Step 3: Setting up the DMARC record

Go to your DNS manager and add a TXT record. In the name field, enter _dmarc. In the value field, enter the following:

v=DMARC1;p=none;pct=100;rua=mailto:dmarc-reports@your-domain.com

(This above line is the minimum requirement for DMARC record.)

You can check your DMARC record from Linux terminal with the following command:

dig txt +short _dmarc.example.com

There’s another command-line tool (opendmarc-check) that you can use to check DMARC record. It’s provided by the opendmarc package.

sudo apt install opendmarc

opendmarc-check queries the DNS for a DMARC record for the named domain and then translates the content found to a human-readable form.

If you have a domain name that’s not going to send emails, you should use p=reject policy.
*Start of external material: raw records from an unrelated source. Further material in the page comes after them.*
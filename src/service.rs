//! Bucket service
//!
//! Get, put, list and resample on top of the bucket store and query executor.
//! Shared by the Flight layer and the action dispatcher.

use crate::codec::{
    DatasetDescriptor, DatasetRef, DatasetTicket, Filter, ListRequest, ResampleMethod,
    ResampleRequest,
};
use crate::query::{DatasetScan, QueryExecutor};
use crate::resample::resample;
use crate::storage::{ensure_same_columns, BucketStore, DatasetInfo, DatasetWriter, WriteMode};
use crate::{Error, Result};

use arrow_array::RecordBatch;
use arrow_schema::SchemaRef;
use futures::{Stream, StreamExt};
use serde::{Deserialize, Serialize};
use std::time::Instant;
use tracing::{debug, info};

/// Outcome of a put.
#[derive(Debug, Clone, Copy, PartialEq, Eq, Serialize, Deserialize)]
pub struct PutReport {
    /// Rows received in this request
    pub rows_written: u64,
    /// Rows in the dataset after publishing
    pub total_rows: u64,
}

/// Outcome of a resample.
#[derive(Debug, Clone, Copy, PartialEq, Eq, Serialize, Deserialize)]
pub struct ResampleReport {
    pub source_rows: u64,
    pub target_rows: u64,
}

#[derive(Debug, Clone)]
pub struct BucketService {
    store: BucketStore,
    executor: QueryExecutor,
}

impl BucketService {
    pub fn new(store: BucketStore) -> Self {
        let executor = QueryExecutor::new(store.clone());
        Self { store, executor }
    }

    pub fn with_executor(executor: QueryExecutor) -> Self {
        Self {
            store: executor.store().clone(),
            executor,
        }
    }

    pub fn store(&self) -> &BucketStore {
        &self.store
    }

    pub fn executor(&self) -> &QueryExecutor {
        &self.executor
    }

    /// Resolve a ticket into a lazy scan.
    pub async fn get(&self, ticket: &DatasetTicket) -> Result<DatasetScan> {
        self.executor
            .read(&ticket.dataset, ticket.filter.as_ref())
            .await
    }

    /// Write `batches` to the descriptor's dataset.
    ///
    /// Nothing becomes visible until the whole stream has been consumed and
    /// the staged file is published. Any error drops the staged file.
    pub async fn put<S>(
        &self,
        descriptor: &DatasetDescriptor,
        schema: SchemaRef,
        mut batches: S,
    ) -> Result<PutReport>
    where
        S: Stream<Item = Result<RecordBatch>> + Send + Unpin,
    {
        let start = Instant::now();
        let target = &descriptor.dataset;
        let exists = self
            .store
            .dataset_exists(&target.bucket, &target.dataset)
            .await?;

        let mut existing = None;
        match descriptor.mode {
            WriteMode::Error if exists => {
                return Err(Error::Conflict(format!(
                    "dataframe {} already exists in bucket {}",
                    target.dataset, target.bucket
                )));
            }
            WriteMode::Append if exists => {
                let scan = self.executor.read(target, None).await?;
                ensure_same_columns(&scan.schema, &schema)?;
                existing = Some(scan);
            }
            _ => {}
        }

        let staged = self.store.stage(&target.bucket, &target.dataset).await?;
        let writer_schema = existing
            .as_ref()
            .map(|scan| scan.schema.clone())
            .unwrap_or(schema);
        let mut writer = DatasetWriter::create(staged.path(), writer_schema).await?;

        let mut copied = 0u64;
        if let Some(mut scan) = existing {
            while let Some(batch) = scan.stream.next().await {
                let batch = batch?;
                copied += batch.num_rows() as u64;
                writer.write(&batch).await?;
            }
        }

        while let Some(batch) = batches.next().await {
            writer.write(&batch?).await?;
        }

        let total_rows = writer.finish().await?;
        match descriptor.mode {
            WriteMode::Error => staged.publish_new().await?,
            WriteMode::Append | WriteMode::Overwrite => staged.publish().await?,
        }

        let report = PutReport {
            rows_written: total_rows - copied,
            total_rows,
        };
        info!(
            bucket = %target.bucket,
            dataset = %target.dataset,
            mode = descriptor.mode.as_str(),
            rows_written = report.rows_written,
            total_rows = report.total_rows,
            duration_ms = start.elapsed().as_millis() as u64,
            "Dataset written"
        );
        Ok(report)
    }

    /// Footer facts for one dataset.
    pub async fn info(&self, dataset: &DatasetRef) -> Result<DatasetInfo> {
        self.store
            .dataset_info(&dataset.bucket, &dataset.dataset)
            .await
    }

    /// Datasets matching a `list` request, ordered by bucket then name.
    pub async fn list(&self, request: &ListRequest) -> Result<Vec<DatasetInfo>> {
        request.validate()?;
        let pattern = request.pattern()?;

        let buckets = match &request.bucket {
            Some(bucket) => vec![bucket.clone()],
            None => self.store.list_buckets().await?,
        };

        let mut infos = Vec::new();
        for bucket in &buckets {
            let datasets = match self.store.list_datasets(bucket).await {
                Ok(datasets) => datasets,
                // Removed while listing everything.
                Err(Error::NotFound(_)) if request.bucket.is_none() => continue,
                Err(e) => return Err(e),
            };

            for dataset in datasets {
                if let Some(pattern) = &pattern {
                    if !pattern.is_match(&dataset) {
                        continue;
                    }
                }
                match self.store.dataset_info(bucket, &dataset).await {
                    Ok(info) => infos.push(info),
                    Err(e) if e.kind() == crate::ErrorKind::NotFound => {
                        debug!(bucket = %bucket, dataset = %dataset, "Dataset vanished during listing");
                    }
                    Err(e) => return Err(e),
                }
            }
        }
        Ok(infos)
    }

    /// Derive the target dataset from the source and write it with the request mode.
    ///
    /// The source is read once, so the reported row count and the derived
    /// rows describe the same version even under a concurrent overwrite.
    pub async fn resample(&self, request: &ResampleRequest) -> Result<ResampleReport> {
        let (source_schema, source) = self.executor.collect(&request.source, None).await?;
        let source_rows: u64 = source.iter().map(|b| b.num_rows() as u64).sum();

        let (schema, batches) = match &request.method {
            ResampleMethod::Rule(rule) => {
                let out = resample(&source_schema, &source, rule)?;
                (out.schema(), vec![out])
            }
            ResampleMethod::Sql(sql) => {
                self.executor
                    .query_batches(&request.source, source_schema, source, &Filter::Sql(sql.clone()))
                    .await?
            }
        };

        let descriptor = DatasetDescriptor::new(request.target.clone(), request.mode);
        let stream = futures::stream::iter(batches.into_iter().map(Ok));
        let report = self.put(&descriptor, schema, stream).await?;

        info!(
            source = %request.source,
            target = %request.target,
            source_rows,
            target_rows = report.rows_written,
            "Resample complete"
        );
        Ok(ResampleReport {
            source_rows,
            target_rows: report.rows_written,
        })
    }
}
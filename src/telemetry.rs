//! Telemetry bootstrap for the Shoots server binary.

use crate::{Error, Result};

use opentelemetry::global;
use opentelemetry::KeyValue;
use opentelemetry_sdk::metrics::SdkMeterProvider;
use opentelemetry_sdk::Resource;
use std::collections::BTreeMap;
use tracing::{info, Level};
use tracing_subscriber::FmtSubscriber;

const ATTR_SERVICE_NAME: &str = "service.name";
const ATTR_SERVICE_NAMESPACE: &str = "service.namespace";
const ATTR_SERVICE_VERSION: &str = "service.version";

/// Resource settings read from the standard OTel variables.
#[derive(Debug, Clone)]
pub struct TelemetryConfig {
    pub service_name: String,
    pub resource_attributes: Vec<KeyValue>,
}

impl TelemetryConfig {
    pub fn from_env(default_service_name: &str) -> Result<Self> {
        Self::from_lookup(default_service_name, |name| std::env::var(name).ok())
    }

    pub(crate) fn from_lookup<F>(default_service_name: &str, lookup: F) -> Result<Self>
    where
        F: Fn(&str) -> Option<String>,
    {
        let service_name =
            lookup("OTEL_SERVICE_NAME").unwrap_or_else(|| default_service_name.to_string());
        let service_name = service_name.trim();
        if service_name.is_empty() {
            return Err(Error::Config("OTEL_SERVICE_NAME cannot be empty".to_string()));
        }

        let mut attr_map: BTreeMap<String, String> = BTreeMap::new();
        if let Some(raw) = lookup("OTEL_RESOURCE_ATTRIBUTES") {
            for (key, value) in parse_resource_attributes(&raw)? {
                attr_map.insert(key, value);
            }
        }
        attr_map.insert(ATTR_SERVICE_NAME.to_string(), service_name.to_string());
        attr_map
            .entry(ATTR_SERVICE_NAMESPACE.to_string())
            .or_insert_with(|| "shoots".to_string());
        attr_map
            .entry(ATTR_SERVICE_VERSION.to_string())
            .or_insert_with(|| env!("CARGO_PKG_VERSION").to_string());

        Ok(Self {
            service_name: service_name.to_string(),
            resource_attributes: attr_map
                .into_iter()
                .map(|(k, v)| KeyValue::new(k, v))
                .collect(),
        })
    }
}

/// Keeps the meter provider alive for the life of the process.
pub struct Telemetry {
    config: TelemetryConfig,
    meter_provider: SdkMeterProvider,
}

impl Telemetry {
    /// Install the JSON log subscriber and the global meter provider.
    pub fn init(default_service_name: &str, log_level: &str) -> Result<Self> {
        let config = TelemetryConfig::from_env(default_service_name)?;
        let level = parse_log_level(log_level)?;

        FmtSubscriber::builder()
            .with_max_level(level)
            .with_target(true)
            .with_thread_ids(true)
            .json()
            .try_init()
            .map_err(|e| {
                Error::Config(format!("failed to initialize telemetry subscriber: {e}"))
            })?;

        let resource =
            Resource::default().merge(&Resource::new(config.resource_attributes.clone()));
        let meter_provider = SdkMeterProvider::builder().with_resource(resource).build();
        global::set_meter_provider(meter_provider.clone());

        info!(
            service_name = %config.service_name,
            log_level = %level,
            "Telemetry initialized"
        );

        Ok(Self {
            config,
            meter_provider,
        })
    }

    pub fn service_name(&self) -> &str {
        &self.config.service_name
    }
}

impl Drop for Telemetry {
    fn drop(&mut self) {
        let _ = self.meter_provider.shutdown();
    }
}

pub fn parse_log_level(raw: &str) -> Result<Level> {
    match raw.trim().to_ascii_lowercase().as_str() {
        "trace" => Ok(Level::TRACE),
        "debug" => Ok(Level::DEBUG),
        "info" => Ok(Level::INFO),
        "warn" | "warning" => Ok(Level::WARN),
        "error" => Ok(Level::ERROR),
        other => Err(Error::Config(format!(
            "invalid log level '{other}', expected one of [trace, debug, info, warn, error]"
        ))),
    }
}

fn parse_resource_attributes(raw: &str) -> Result<Vec<(String, String)>> {
    let mut attrs = Vec::new();
    for pair in raw.split(',') {
        let trimmed = pair.trim();
        if trimmed.is_empty() {
            continue;
        }
        let Some((key, value)) = trimmed.split_once('=') else {
            return Err(Error::Config(format!(
                "OTEL_RESOURCE_ATTRIBUTES entry '{trimmed}' is invalid, expected key=value"
            )));
        };

        let key = key.trim();
        if key.is_empty() {
            return Err(Error::Config(
                "OTEL_RESOURCE_ATTRIBUTES contains an empty attribute key".to_string(),
            ));
        }

        attrs.push((key.to_string(), value.trim().to_string()));
    }
    Ok(attrs)
}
v=DMARC1; p=reject; pct=100;

DMARC Test

A good service for DMARC test is EasyDmarc

Another way to test DMARC is send an email from your domain to your Gmail account. If DMARC is configured correctly then you will see dmarc=pass in the authentication-results header. (To view email headers in Gmail, click the Show Original button, which can be found in the drop-down menu on the right side of an opened email.)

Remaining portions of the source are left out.